Mobbing: il Giudice è tenuto a valutare se ogni singolo comportamento può avere natura vessatoria Commento a Cass. Lav. 20/06/2018, n. 16256


«Nella ipotesi in cui il lavoratore chieda il risarcimento del danno patito alla propria integrità psicofisica in conseguenza di una pluralità di comportamenti del datore di lavoro e dei colleghi di lavoro di natura asseritamente vessatoria, il giudice del merito, pur nella accertata insussistenza di un intento persecutorio idoneo ad unificare tutti gli episodi addotti dall’interessato e quindi della configurabilità di una condotta di “mobbing”, è tenuto a valutare se alcuni dei comportamenti denunciati esaminati singolarmente, ma sempre in sequenza causale – pur non essendo accomunati dal medesimo fine persecutorio, possano essere considerati vessatori e mortificanti per il lavoratore e, come tali, siano ascrivibili a responsabilità del datore di lavoro, che possa essere chiamato a risponderne, nei limiti dei danni a lui imputabili».
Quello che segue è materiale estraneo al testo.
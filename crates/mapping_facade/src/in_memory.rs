//! In-memory stand-in engine
//!
//! Accumulates map state without running any mapping algorithm. Used by the CLI when
//! no native engine is linked, and by tests that need a realistic lock contract.

use std::collections::HashMap;
use std::time::Duration;

use bytes::{Bytes, BytesMut};
use contracts::{EngineError, ReadingTime, TimedImuReading, TimedLidarReading, TimedOdometerReading};
use tracing::{debug, info, trace};

use crate::builder::{MapBuilder, MapSnapshot};

/// In-memory engine configuration
#[derive(Debug, Clone, Default)]
pub struct InMemoryConfig {
    /// Simulated processing cost of every call
    pub latency: Duration,

    /// Reject submissions after the final optimization
    pub freeze_after_optimization: bool,
}

/// In-memory map builder
#[derive(Debug, Default)]
pub struct InMemoryMapBuilder {
    config: InMemoryConfig,
    state: MapSnapshot,
    scans: Vec<Bytes>,
    /// Last accepted time per sensor name
    last_time: HashMap<String, ReadingTime>,
}

impl InMemoryMapBuilder {
    pub fn new(map_name: impl Into<String>) -> Self {
        Self::with_config(map_name, InMemoryConfig::default())
    }

    pub fn with_config(map_name: impl Into<String>, config: InMemoryConfig) -> Self {
        Self {
            config,
            state: MapSnapshot {
                map_name: map_name.into(),
                ..Default::default()
            },
            scans: Vec::new(),
            last_time: HashMap::new(),
        }
    }

    fn simulate_work(&self) {
        if !self.config.latency.is_zero() {
            std::thread::sleep(self.config.latency);
        }
    }

    fn check_open(&self, operation: &'static str) -> Result<(), EngineError> {
        if self.config.freeze_after_optimization && self.state.optimized {
            return Err(EngineError::rejected(operation, "map already finalized"));
        }
        Ok(())
    }

    /// Per-sensor time must not go backwards
    fn check_order(
        &self,
        operation: &'static str,
        sensor_name: &str,
        time: ReadingTime,
    ) -> Result<(), EngineError> {
        match self.last_time.get(sensor_name) {
            Some(&last) if time < last => Err(EngineError::rejected(
                operation,
                format!("reading at {time} precedes last accepted {last} for '{sensor_name}'"),
            )),
            _ => Ok(()),
        }
    }

    fn accept(&mut self, sensor_name: &str, time: ReadingTime) {
        self.last_time.insert(sensor_name.to_string(), time);
        self.state.last_reading_time = Some(match self.state.last_reading_time {
            Some(last) => last.max(time),
            None => time,
        });
    }
}

impl MapBuilder for InMemoryMapBuilder {
    fn add_lidar(
        &mut self,
        sensor_name: &str,
        reading: &TimedLidarReading,
    ) -> Result<(), EngineError> {
        const OP: &str = "add_lidar_reading";
        self.simulate_work();
        self.check_open(OP)?;
        if reading.scan.is_empty() {
            return Err(EngineError::rejected(OP, "empty scan"));
        }
        self.check_order(OP, sensor_name, reading.time)?;

        self.accept(sensor_name, reading.time);
        self.state.scans += 1;
        self.state.point_cloud_bytes += reading.scan.len() as u64;
        self.scans.push(reading.scan.clone());
        trace!(sensor = sensor_name, time = %reading.time, "scan accepted");
        Ok(())
    }

    fn add_imu(&mut self, sensor_name: &str, reading: &TimedImuReading) -> Result<(), EngineError> {
        const OP: &str = "add_imu_reading";
        self.simulate_work();
        self.check_open(OP)?;
        if !reading.linear_acceleration.is_finite() || !reading.angular_velocity.is_finite() {
            return Err(EngineError::rejected(OP, "non-finite imu sample"));
        }
        self.check_order(OP, sensor_name, reading.time)?;

        self.accept(sensor_name, reading.time);
        self.state.imu_samples += 1;
        trace!(sensor = sensor_name, time = %reading.time, "imu sample accepted");
        Ok(())
    }

    fn add_odometer(
        &mut self,
        sensor_name: &str,
        reading: &TimedOdometerReading,
    ) -> Result<(), EngineError> {
        const OP: &str = "add_odometer_reading";
        self.simulate_work();
        self.check_open(OP)?;
        let position_finite =
            reading.position.latitude.is_finite() && reading.position.longitude.is_finite();
        if !position_finite || !reading.orientation.is_finite() {
            return Err(EngineError::rejected(OP, "non-finite odometer sample"));
        }
        // Odometer and IMU sub-readings of one movement sensor share the sensor name
        let key = format!("{sensor_name}/odometer");
        self.check_order(OP, &key, reading.time)?;

        self.accept(&key, reading.time);
        self.state.odometer_samples += 1;
        self.state.latest_position = Some(reading.position);
        self.state.latest_orientation = Some(reading.orientation);
        trace!(sensor = sensor_name, time = %reading.time, "odometer sample accepted");
        Ok(())
    }

    fn run_final_optimization(&mut self) -> Result<(), EngineError> {
        self.simulate_work();
        if self.state.scans == 0 {
            return Err(EngineError::rejected(
                "run_final_optimization",
                "no scans to optimize",
            ));
        }
        self.state.optimized = true;
        info!(
            map = %self.state.map_name,
            scans = self.state.scans,
            imu_samples = self.state.imu_samples,
            odometer_samples = self.state.odometer_samples,
            "final optimization complete"
        );
        Ok(())
    }

    fn snapshot(&self) -> MapSnapshot {
        self.state.clone()
    }

    fn point_cloud_map(&self) -> Bytes {
        let mut map = BytesMut::with_capacity(self.state.point_cloud_bytes as usize);
        for scan in &self.scans {
            map.extend_from_slice(scan);
        }
        debug!(bytes = map.len(), scans = self.scans.len(), "point cloud exported");
        map.freeze()
    }
}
La domanda di accertamento di mobbing, presentata da un lavoratore davanti al Giudice del Lavoro, veniva respinta in primo grado, come altrettanto quella diretta ad accertare il demansionamento, nonchè quella risarcitoria.

In eguale misura il gravame proposto dal ricorrente veniva respinto in appello, ritenendo inconsistente sia il demansionamento che i fatti dedotti sotto il profilo del “lamentato mobbing”

«sicchè tutto si riduceva al verificarsi di momenti di confronto e tensione tra datore e lavoratore».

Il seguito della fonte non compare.